WORK REQUEST: The output should be all lines of the entries below in which the word "else" occurs.

SUPPLIED ENTRIES:
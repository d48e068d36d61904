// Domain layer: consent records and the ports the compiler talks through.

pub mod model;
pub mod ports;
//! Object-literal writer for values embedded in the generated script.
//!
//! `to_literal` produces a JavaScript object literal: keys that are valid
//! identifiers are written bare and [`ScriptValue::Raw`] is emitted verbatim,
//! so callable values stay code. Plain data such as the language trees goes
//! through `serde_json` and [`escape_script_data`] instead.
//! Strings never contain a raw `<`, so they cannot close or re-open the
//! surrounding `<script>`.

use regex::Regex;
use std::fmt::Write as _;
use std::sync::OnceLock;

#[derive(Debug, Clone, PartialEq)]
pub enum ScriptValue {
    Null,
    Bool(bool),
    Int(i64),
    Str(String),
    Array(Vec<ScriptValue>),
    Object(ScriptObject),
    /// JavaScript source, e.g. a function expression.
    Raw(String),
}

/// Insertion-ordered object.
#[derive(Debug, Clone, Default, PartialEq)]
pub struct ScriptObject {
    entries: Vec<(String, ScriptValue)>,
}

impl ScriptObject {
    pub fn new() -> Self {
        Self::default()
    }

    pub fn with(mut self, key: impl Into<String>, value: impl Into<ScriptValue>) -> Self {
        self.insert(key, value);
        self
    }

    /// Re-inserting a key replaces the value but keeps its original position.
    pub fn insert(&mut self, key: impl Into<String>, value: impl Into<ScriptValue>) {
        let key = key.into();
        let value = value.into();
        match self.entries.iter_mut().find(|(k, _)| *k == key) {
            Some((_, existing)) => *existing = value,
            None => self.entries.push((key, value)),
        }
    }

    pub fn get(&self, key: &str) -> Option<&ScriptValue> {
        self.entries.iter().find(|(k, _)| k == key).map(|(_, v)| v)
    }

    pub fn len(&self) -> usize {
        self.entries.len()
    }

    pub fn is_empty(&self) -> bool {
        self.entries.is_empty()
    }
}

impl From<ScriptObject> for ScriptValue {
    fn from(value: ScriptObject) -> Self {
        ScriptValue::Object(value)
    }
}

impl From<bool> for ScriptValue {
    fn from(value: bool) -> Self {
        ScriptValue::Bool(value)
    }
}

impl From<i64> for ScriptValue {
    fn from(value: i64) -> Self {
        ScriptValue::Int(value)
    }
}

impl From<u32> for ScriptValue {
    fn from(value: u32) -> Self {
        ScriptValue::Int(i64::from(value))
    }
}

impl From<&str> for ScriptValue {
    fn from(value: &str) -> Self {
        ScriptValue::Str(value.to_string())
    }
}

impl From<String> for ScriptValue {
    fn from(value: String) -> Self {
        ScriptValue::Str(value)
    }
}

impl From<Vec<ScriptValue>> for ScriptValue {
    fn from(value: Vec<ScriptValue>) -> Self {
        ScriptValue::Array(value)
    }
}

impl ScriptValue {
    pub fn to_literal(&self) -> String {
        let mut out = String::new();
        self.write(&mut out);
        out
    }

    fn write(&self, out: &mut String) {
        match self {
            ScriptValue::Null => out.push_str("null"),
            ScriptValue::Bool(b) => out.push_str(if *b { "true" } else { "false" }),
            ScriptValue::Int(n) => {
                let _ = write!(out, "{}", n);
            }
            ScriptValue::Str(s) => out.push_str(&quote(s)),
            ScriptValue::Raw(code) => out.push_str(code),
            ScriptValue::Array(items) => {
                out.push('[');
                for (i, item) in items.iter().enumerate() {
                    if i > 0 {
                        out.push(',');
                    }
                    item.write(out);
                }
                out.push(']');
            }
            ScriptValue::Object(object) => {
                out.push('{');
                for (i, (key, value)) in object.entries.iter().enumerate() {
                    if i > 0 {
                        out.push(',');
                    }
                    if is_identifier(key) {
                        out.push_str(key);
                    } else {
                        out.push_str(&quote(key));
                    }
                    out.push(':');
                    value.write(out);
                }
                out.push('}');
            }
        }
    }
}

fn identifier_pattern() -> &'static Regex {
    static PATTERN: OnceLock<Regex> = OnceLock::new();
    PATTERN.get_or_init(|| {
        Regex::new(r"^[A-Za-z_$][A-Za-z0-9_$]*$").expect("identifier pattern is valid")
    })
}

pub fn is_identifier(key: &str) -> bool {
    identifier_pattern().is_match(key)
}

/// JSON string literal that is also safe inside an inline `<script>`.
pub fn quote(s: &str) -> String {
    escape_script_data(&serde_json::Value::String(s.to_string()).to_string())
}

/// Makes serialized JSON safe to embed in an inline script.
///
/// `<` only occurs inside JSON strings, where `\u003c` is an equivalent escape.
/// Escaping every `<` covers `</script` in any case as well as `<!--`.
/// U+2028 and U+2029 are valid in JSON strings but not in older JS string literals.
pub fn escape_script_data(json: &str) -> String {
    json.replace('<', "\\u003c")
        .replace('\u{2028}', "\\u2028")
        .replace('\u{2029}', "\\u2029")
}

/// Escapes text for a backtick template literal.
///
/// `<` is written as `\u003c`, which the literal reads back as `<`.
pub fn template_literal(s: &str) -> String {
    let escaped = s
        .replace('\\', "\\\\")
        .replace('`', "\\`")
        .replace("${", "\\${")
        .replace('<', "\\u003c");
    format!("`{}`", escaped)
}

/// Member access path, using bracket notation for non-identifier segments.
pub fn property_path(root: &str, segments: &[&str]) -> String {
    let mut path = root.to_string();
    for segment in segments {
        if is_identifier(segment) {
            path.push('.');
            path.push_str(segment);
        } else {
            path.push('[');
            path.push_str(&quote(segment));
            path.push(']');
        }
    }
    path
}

SOLUTION:
            ScriptValue::Bool(b) => out.push_str(if *b { "true" } else { "false" }),
                    } else {
        } else {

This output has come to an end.